Collected data:
<<<<

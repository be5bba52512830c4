//! Engine configuration and parameters.
//!
//! Parameters are grouped by the component that consumes them:
//! - Controller: cooldown, minimum amounts, circuit breaker, oracle timelock
//! - Oracle: staleness and confidence bounds, fluctuation window
//! - Registry: global daily limit
//!
//! Controller parameters can later be adjusted by an Admin through the
//! controller itself; the values here are the starting point.

use serde::{Deserialize, Serialize};
use std::path::Path;

use crate::utils::constants::*;

// ═══════════════════════════════════════════════════════════════════════════════
// CONTROLLER CONFIGURATION
// ═══════════════════════════════════════════════════════════════════════════════

/// Issuance controller parameters
#[derive(Debug, Clone, PartialEq, Eq, Serialize, Deserialize)]
#[serde(default)]
pub struct ControllerConfig {
    /// Minimum seconds between two actions of the same caller
    pub cooldown_secs: u64,

    /// Minimum issued amount per mint (6 decimals)
    pub min_mint_amount: u128,

    /// Minimum issued amount per redeem (6 decimals)
    pub min_redeem_amount: u128,

    /// Minimum collateral per mint (18 decimals)
    pub min_collateral_amount: u128,

    /// Maximum move between consecutive quotes, in basis points
    pub max_price_move_bps: u64,

    /// Delay between proposing and activating an oracle
    pub oracle_timelock_delay: u64,

    /// Window after the eta during which activation is allowed
    pub oracle_timelock_expiry: u64,
}

impl Default for ControllerConfig {
    fn default() -> Self {
        Self {
            cooldown_secs: DEFAULT_COOLDOWN_SECS,
            min_mint_amount: DEFAULT_MIN_MINT_AMOUNT,
            min_redeem_amount: DEFAULT_MIN_REDEEM_AMOUNT,
            min_collateral_amount: DEFAULT_MIN_COLLATERAL_AMOUNT,
            max_price_move_bps: DEFAULT_MAX_PRICE_MOVE_BPS,
            oracle_timelock_delay: DEFAULT_ORACLE_TIMELOCK_DELAY,
            oracle_timelock_expiry: DEFAULT_ORACLE_TIMELOCK_EXPIRY,
        }
    }
}

impl ControllerConfig {
    /// Relaxed parameters for local simulations: no cooldown, tiny minimums
    pub fn permissive() -> Self {
        Self {
            cooldown_secs: 0,
            min_mint_amount: 1,
            min_redeem_amount: 1,
            min_collateral_amount: 1,
            ..Self::default()
        }
    }

    /// Validate parameters are consistent
    pub fn validate(&self) -> Result<(), ConfigError> {
        if self.max_price_move_bps == 0 || self.max_price_move_bps > BPS_DIVISOR {
            return Err(ConfigError::Validation(format!(
                "max_price_move_bps {} outside (0, {}]",
                self.max_price_move_bps, BPS_DIVISOR
            )));
        }
        if self.oracle_timelock_delay == 0 {
            return Err(ConfigError::Validation(
                "oracle_timelock_delay must be greater than 0".into(),
            ));
        }
        if self.oracle_timelock_expiry == 0 {
            return Err(ConfigError::Validation(
                "oracle_timelock_expiry must be greater than 0".into(),
            ));
        }
        Ok(())
    }
}

// ═══════════════════════════════════════════════════════════════════════════════
// ORACLE CONFIGURATION
// ═══════════════════════════════════════════════════════════════════════════════

/// Price oracle parameters
#[derive(Debug, Clone, PartialEq, Eq, Serialize, Deserialize)]
#[serde(default)]
pub struct OracleConfig {
    /// Maximum age of a feed quote in seconds
    pub max_price_age: u64,

    /// Maximum confidence / price ratio in basis points
    pub max_confidence_bps: u64,

    /// Bucket width of the configurable oracle's pseudo-fluctuation
    pub fluctuation_window_secs: u64,
}

impl Default for OracleConfig {
    fn default() -> Self {
        Self {
            max_price_age: DEFAULT_MAX_PRICE_AGE,
            max_confidence_bps: DEFAULT_MAX_CONFIDENCE_BPS,
            fluctuation_window_secs: DEFAULT_FLUCTUATION_WINDOW_SECS,
        }
    }
}

impl OracleConfig {
    /// Validate parameters are consistent
    pub fn validate(&self) -> Result<(), ConfigError> {
        if self.max_price_age == 0 {
            return Err(ConfigError::Validation("max_price_age must be greater than 0".into()));
        }
        if self.max_confidence_bps == 0 || self.max_confidence_bps > BPS_DIVISOR {
            return Err(ConfigError::Validation(format!(
                "max_confidence_bps {} outside (0, {}]",
                self.max_confidence_bps, BPS_DIVISOR
            )));
        }
        if self.fluctuation_window_secs == 0 {
            return Err(ConfigError::Validation(
                "fluctuation_window_secs must be greater than 0".into(),
            ));
        }
        Ok(())
    }
}

// ═══════════════════════════════════════════════════════════════════════════════
// REGISTRY CONFIGURATION
// ═══════════════════════════════════════════════════════════════════════════════

/// Issuer registry parameters
#[derive(Debug, Clone, PartialEq, Eq, Serialize, Deserialize)]
#[serde(default)]
pub struct RegistryConfig {
    /// System-wide rolling 24h mint allowance (6 decimals)
    pub global_daily_limit: u128,
}

impl Default for RegistryConfig {
    fn default() -> Self {
        Self {
            global_daily_limit: DEFAULT_GLOBAL_DAILY_LIMIT,
        }
    }
}

// ═══════════════════════════════════════════════════════════════════════════════
// ENGINE CONFIGURATION
// ═══════════════════════════════════════════════════════════════════════════════

/// Complete engine configuration
#[derive(Debug, Clone, Default, PartialEq, Eq, Serialize, Deserialize)]
#[serde(default)]
pub struct EngineConfig {
    /// Controller parameters
    pub controller: ControllerConfig,
    /// Oracle parameters
    pub oracle: OracleConfig,
    /// Registry parameters
    pub registry: RegistryConfig,
}

impl EngineConfig {
    /// Load from a JSON file. Missing fields take their defaults.
    pub fn load(path: &Path) -> Result<Self, ConfigError> {
        let content = std::fs::read_to_string(path)
            .map_err(|e| ConfigError::Io(e.to_string()))?;

        let config: Self = serde_json::from_str(&content)
            .map_err(|e| ConfigError::Parse(e.to_string()))?;
        config.validate()?;
        Ok(config)
    }

    /// Save to a JSON file
    pub fn save(&self, path: &Path) -> Result<(), ConfigError> {
        let content = serde_json::to_string_pretty(self)
            .map_err(|e| ConfigError::Serialize(e.to_string()))?;

        if let Some(parent) = path.parent() {
            std::fs::create_dir_all(parent)
                .map_err(|e| ConfigError::Io(e.to_string()))?;
        }

        std::fs::write(path, content)
            .map_err(|e| ConfigError::Io(e.to_string()))
    }

    /// Defaults overlaid with `ISSUANCE_*` environment variables
    pub fn from_env() -> Result<Self, ConfigError> {
        let mut config = Self::default();
        config.apply_overrides(|key| std::env::var(key).ok())?;
        Ok(config)
    }

    /// Overlay values from a key lookup (environment-style names)
    pub fn apply_overrides<F>(&mut self, lookup: F) -> Result<(), ConfigError>
    where
        F: Fn(&str) -> Option<String>,
    {
        fn parse<T: std::str::FromStr>(key: &str, value: String) -> Result<T, ConfigError> {
            value
                .trim()
                .parse()
                .map_err(|_| ConfigError::Parse(format!("{}: cannot parse {:?}", key, value)))
        }

        if let Some(v) = lookup("ISSUANCE_COOLDOWN_SECS") {
            self.controller.cooldown_secs = parse("ISSUANCE_COOLDOWN_SECS", v)?;
        }
        if let Some(v) = lookup("ISSUANCE_MIN_MINT_AMOUNT") {
            self.controller.min_mint_amount = parse("ISSUANCE_MIN_MINT_AMOUNT", v)?;
        }
        if let Some(v) = lookup("ISSUANCE_MIN_REDEEM_AMOUNT") {
            self.controller.min_redeem_amount = parse("ISSUANCE_MIN_REDEEM_AMOUNT", v)?;
        }
        if let Some(v) = lookup("ISSUANCE_MIN_COLLATERAL_AMOUNT") {
            self.controller.min_collateral_amount = parse("ISSUANCE_MIN_COLLATERAL_AMOUNT", v)?;
        }
        if let Some(v) = lookup("ISSUANCE_MAX_PRICE_MOVE_BPS") {
            self.controller.max_price_move_bps = parse("ISSUANCE_MAX_PRICE_MOVE_BPS", v)?;
        }
        if let Some(v) = lookup("ISSUANCE_ORACLE_TIMELOCK_DELAY") {
            self.controller.oracle_timelock_delay = parse("ISSUANCE_ORACLE_TIMELOCK_DELAY", v)?;
        }
        if let Some(v) = lookup("ISSUANCE_ORACLE_TIMELOCK_EXPIRY") {
            self.controller.oracle_timelock_expiry = parse("ISSUANCE_ORACLE_TIMELOCK_EXPIRY", v)?;
        }
        if let Some(v) = lookup("ISSUANCE_MAX_PRICE_AGE") {
            self.oracle.max_price_age = parse("ISSUANCE_MAX_PRICE_AGE", v)?;
        }
        if let Some(v) = lookup("ISSUANCE_MAX_CONFIDENCE_BPS") {
            self.oracle.max_confidence_bps = parse("ISSUANCE_MAX_CONFIDENCE_BPS", v)?;
        }
        if let Some(v) = lookup("ISSUANCE_GLOBAL_DAILY_LIMIT") {
            self.registry.global_daily_limit = parse("ISSUANCE_GLOBAL_DAILY_LIMIT", v)?;
        }

        self.validate()
    }

    /// Validate every section
    pub fn validate(&self) -> Result<(), ConfigError> {
        self.controller.validate()?;
        self.oracle.validate()?;
        if self.registry.global_daily_limit == 0 {
            return Err(ConfigError::Validation(
                "global_daily_limit must be greater than 0".into(),
            ));
        }
        Ok(())
    }
}

// ═══════════════════════════════════════════════════════════════════════════════
// CONFIG ERROR
// ═══════════════════════════════════════════════════════════════════════════════

/// Configuration error
#[derive(Debug, Clone, PartialEq, Eq, thiserror::Error)]
pub enum ConfigError {
    /// IO error
    #[error("IO error: {0}")]
    Io(String),
    /// Parse error
    #[error("Parse error: {0}")]
    Parse(String),
    /// Serialization error
    #[error("Serialization error: {0}")]
    Serialize(String),
    /// Validation error
    #[error("Validation error: {0}")]
    Validation(String),
}

impl From<ConfigError> for crate::error::Error {
    fn from(err: ConfigError) -> Self {
        crate::error::Error::Config(err.to_string())
    }
}

// ═══════════════════════════════════════════════════════════════════════════════
// TESTS
// ═══════════════════════════════════════════════════════════════════════════════

#[cfg(test)]
mod tests {
    use super::*;
    use std::collections::HashMap;

    #[test]
    fn test_config_default() {
        let config = EngineConfig::default();
        assert!(config.validate().is_ok());
        assert_eq!(config.controller.max_price_move_bps, 500);
        assert_eq!(config.controller.oracle_timelock_delay, 2 * DAY_SECS);
        assert_eq!(config.oracle.max_price_age, 3600);
        assert_eq!(config.oracle.max_confidence_bps, 1000);
    }

    #[test]
    fn test_config_validation() {
        let mut config = EngineConfig::default();
        config.controller.max_price_move_bps = 0;
        assert!(config.validate().is_err());

        let mut config = EngineConfig::default();
        config.oracle.max_confidence_bps = BPS_DIVISOR + 1;
        assert!(config.validate().is_err());

        let mut config = EngineConfig::default();
        config.registry.global_daily_limit = 0;
        assert!(config.validate().is_err());
    }

    #[test]
    fn test_save_and_load() {
        let dir = tempfile::tempdir().unwrap();
        let path = dir.path().join("nested").join("engine.json");

        let mut config = EngineConfig::default();
        config.controller.cooldown_secs = 60;
        config.save(&path).unwrap();

        let loaded = EngineConfig::load(&path).unwrap();
        assert_eq!(loaded, config);
    }

    #[test]
    fn test_partial_file_uses_defaults() {
        let dir = tempfile::tempdir().unwrap();
        let path = dir.path().join("engine.json");
        std::fs::write(&path, r#"{ "controller": { "cooldown_secs": 10 } }"#).unwrap();

        let loaded = EngineConfig::load(&path).unwrap();
        assert_eq!(loaded.controller.cooldown_secs, 10);
        assert_eq!(loaded.controller.max_price_move_bps, DEFAULT_MAX_PRICE_MOVE_BPS);
        assert_eq!(loaded.oracle, OracleConfig::default());
    }

    #[test]
    fn test_load_missing_file() {
        let result = EngineConfig::load(Path::new("/nonexistent/engine.json"));
        assert!(matches!(result, Err(ConfigError::Io(_))));
    }

    #[test]
    fn test_overrides() {
        let vars: HashMap<&str, &str> = [
            ("ISSUANCE_COOLDOWN_SECS", "120"),
            ("ISSUANCE_MAX_PRICE_MOVE_BPS", "250"),
            ("ISSUANCE_GLOBAL_DAILY_LIMIT", "5000000"),
        ]
        .into_iter()
        .collect();

        let mut config = EngineConfig::default();
        config
            .apply_overrides(|k| vars.get(k).map(|v| v.to_string()))
            .unwrap();

        assert_eq!(config.controller.cooldown_secs, 120);
        assert_eq!(config.controller.max_price_move_bps, 250);
        assert_eq!(config.registry.global_daily_limit, 5_000_000);
    }

    #[test]
    fn test_override_parse_error() {
        let mut config = EngineConfig::default();
        let result = config.apply_overrides(|k| {
            (k == "ISSUANCE_MAX_PRICE_AGE").then(|| "soon".to_string())
        });
        assert!(matches!(result, Err(ConfigError::Parse(_))));
    }

    #[test]
    fn test_permissive_is_valid() {
        assert!(ControllerConfig::permissive().validate().is_ok());
    }
}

>>>>

:: WORK TO COMPLETE ::
Using the records above, report each line that contains the word "points" by copying it.

:: WRITTEN SOLUTION ::
    /// Maximum move between consecutive quotes, in basis points
    /// Maximum confidence / price ratio in basis points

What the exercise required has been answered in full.